◆ AIM OF THE TASK: Restate exactly the lines from the top of the listing below to the line containing "or inserting a"; the remaining lines are not wanted.

◆ EXERCISE MATERIAL:
++++
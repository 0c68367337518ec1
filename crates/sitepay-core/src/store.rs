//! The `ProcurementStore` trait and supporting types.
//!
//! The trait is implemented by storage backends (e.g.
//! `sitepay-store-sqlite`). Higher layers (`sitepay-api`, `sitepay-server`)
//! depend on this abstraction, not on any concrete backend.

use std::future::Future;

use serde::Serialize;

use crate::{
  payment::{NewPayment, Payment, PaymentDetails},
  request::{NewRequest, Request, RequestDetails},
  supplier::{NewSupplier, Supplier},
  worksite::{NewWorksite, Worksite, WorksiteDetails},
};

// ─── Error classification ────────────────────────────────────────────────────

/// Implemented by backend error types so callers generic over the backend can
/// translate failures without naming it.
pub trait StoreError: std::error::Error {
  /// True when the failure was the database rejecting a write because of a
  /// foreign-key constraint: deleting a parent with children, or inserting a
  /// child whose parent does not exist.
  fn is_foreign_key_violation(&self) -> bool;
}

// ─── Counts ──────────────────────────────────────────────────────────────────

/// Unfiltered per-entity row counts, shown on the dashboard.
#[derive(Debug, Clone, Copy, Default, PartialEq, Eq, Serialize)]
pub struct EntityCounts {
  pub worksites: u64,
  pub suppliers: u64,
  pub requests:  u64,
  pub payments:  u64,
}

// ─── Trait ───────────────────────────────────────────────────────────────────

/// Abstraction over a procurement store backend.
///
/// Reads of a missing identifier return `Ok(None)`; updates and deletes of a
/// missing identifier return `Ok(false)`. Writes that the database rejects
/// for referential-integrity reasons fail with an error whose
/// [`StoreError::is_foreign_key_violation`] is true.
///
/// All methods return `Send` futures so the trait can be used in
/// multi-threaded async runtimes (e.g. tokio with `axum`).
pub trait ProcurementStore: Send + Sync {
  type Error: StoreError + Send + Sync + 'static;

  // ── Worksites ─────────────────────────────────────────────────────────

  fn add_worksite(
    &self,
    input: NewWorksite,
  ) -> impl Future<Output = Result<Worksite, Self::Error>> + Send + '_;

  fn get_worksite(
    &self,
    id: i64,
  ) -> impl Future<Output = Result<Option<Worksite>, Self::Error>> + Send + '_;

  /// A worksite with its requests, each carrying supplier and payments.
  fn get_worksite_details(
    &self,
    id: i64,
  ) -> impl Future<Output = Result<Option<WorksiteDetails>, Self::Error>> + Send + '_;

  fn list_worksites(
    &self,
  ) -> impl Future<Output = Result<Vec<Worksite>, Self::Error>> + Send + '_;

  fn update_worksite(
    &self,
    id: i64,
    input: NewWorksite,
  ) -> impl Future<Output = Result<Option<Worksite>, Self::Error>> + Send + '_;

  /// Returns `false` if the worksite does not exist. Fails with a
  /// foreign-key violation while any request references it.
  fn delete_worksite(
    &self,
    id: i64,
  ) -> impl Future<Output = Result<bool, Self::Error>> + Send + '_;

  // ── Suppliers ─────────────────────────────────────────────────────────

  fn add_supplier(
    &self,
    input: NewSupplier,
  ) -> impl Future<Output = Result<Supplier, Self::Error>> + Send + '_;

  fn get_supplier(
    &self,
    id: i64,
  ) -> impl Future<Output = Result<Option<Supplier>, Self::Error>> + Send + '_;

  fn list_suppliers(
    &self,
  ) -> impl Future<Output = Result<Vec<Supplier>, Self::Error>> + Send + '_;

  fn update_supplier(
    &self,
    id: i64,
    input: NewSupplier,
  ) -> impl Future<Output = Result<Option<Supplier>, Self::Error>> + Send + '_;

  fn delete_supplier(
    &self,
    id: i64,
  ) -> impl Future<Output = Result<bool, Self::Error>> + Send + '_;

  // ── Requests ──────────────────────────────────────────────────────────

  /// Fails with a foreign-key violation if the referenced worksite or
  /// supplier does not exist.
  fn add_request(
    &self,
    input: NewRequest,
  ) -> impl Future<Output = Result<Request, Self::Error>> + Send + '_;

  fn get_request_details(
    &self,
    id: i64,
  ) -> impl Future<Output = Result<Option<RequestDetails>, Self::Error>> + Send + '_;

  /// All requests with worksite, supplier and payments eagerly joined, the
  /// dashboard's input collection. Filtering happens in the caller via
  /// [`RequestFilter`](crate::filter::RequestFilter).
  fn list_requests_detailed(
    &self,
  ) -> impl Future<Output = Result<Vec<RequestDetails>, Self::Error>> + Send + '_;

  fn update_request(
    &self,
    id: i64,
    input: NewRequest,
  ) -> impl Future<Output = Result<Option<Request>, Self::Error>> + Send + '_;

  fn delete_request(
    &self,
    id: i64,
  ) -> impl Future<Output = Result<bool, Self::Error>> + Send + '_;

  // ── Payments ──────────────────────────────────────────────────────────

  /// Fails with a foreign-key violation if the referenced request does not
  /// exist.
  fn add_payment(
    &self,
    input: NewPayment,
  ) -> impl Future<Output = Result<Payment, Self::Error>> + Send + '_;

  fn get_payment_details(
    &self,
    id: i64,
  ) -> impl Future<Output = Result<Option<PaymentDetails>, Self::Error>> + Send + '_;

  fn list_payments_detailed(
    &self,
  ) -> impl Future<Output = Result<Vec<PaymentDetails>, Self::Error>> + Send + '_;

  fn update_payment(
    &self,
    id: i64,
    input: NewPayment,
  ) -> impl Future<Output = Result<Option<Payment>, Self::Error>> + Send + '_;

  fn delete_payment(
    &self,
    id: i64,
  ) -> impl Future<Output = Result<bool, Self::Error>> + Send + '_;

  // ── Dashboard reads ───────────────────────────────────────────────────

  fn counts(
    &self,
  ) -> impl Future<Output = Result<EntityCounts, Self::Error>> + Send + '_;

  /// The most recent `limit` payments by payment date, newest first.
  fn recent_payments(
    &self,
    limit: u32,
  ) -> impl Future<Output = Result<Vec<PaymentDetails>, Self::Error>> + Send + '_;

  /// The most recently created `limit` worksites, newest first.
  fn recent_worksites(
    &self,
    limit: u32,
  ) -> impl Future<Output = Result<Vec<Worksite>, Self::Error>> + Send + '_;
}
++++
◆ EXERCISE RESPONSE:
repository 0c68367337518ec1
filename crates/sitepay-core/src/store.rs
//! The `ProcurementStore` trait and supporting types.
//!
//! The trait is implemented by storage backends (e.g.
//! `sitepay-store-sqlite`). Higher layers (`sitepay-api`, `sitepay-server`)
//! depend on this abstraction, not on any concrete backend.

use std::future::Future;

use serde::Serialize;

use crate::{
  payment::{NewPayment, Payment, PaymentDetails},
  request::{NewRequest, Request, RequestDetails},
  supplier::{NewSupplier, Supplier},
  worksite::{NewWorksite, Worksite, WorksiteDetails},
};

// ─── Error classification ────────────────────────────────────────────────────

/// Implemented by backend error types so callers generic over the backend can
/// translate failures without naming it.
pub trait StoreError: std::error::Error {
  /// True when the failure was the database rejecting a write because of a
  /// foreign-key constraint: deleting a parent with children, or inserting a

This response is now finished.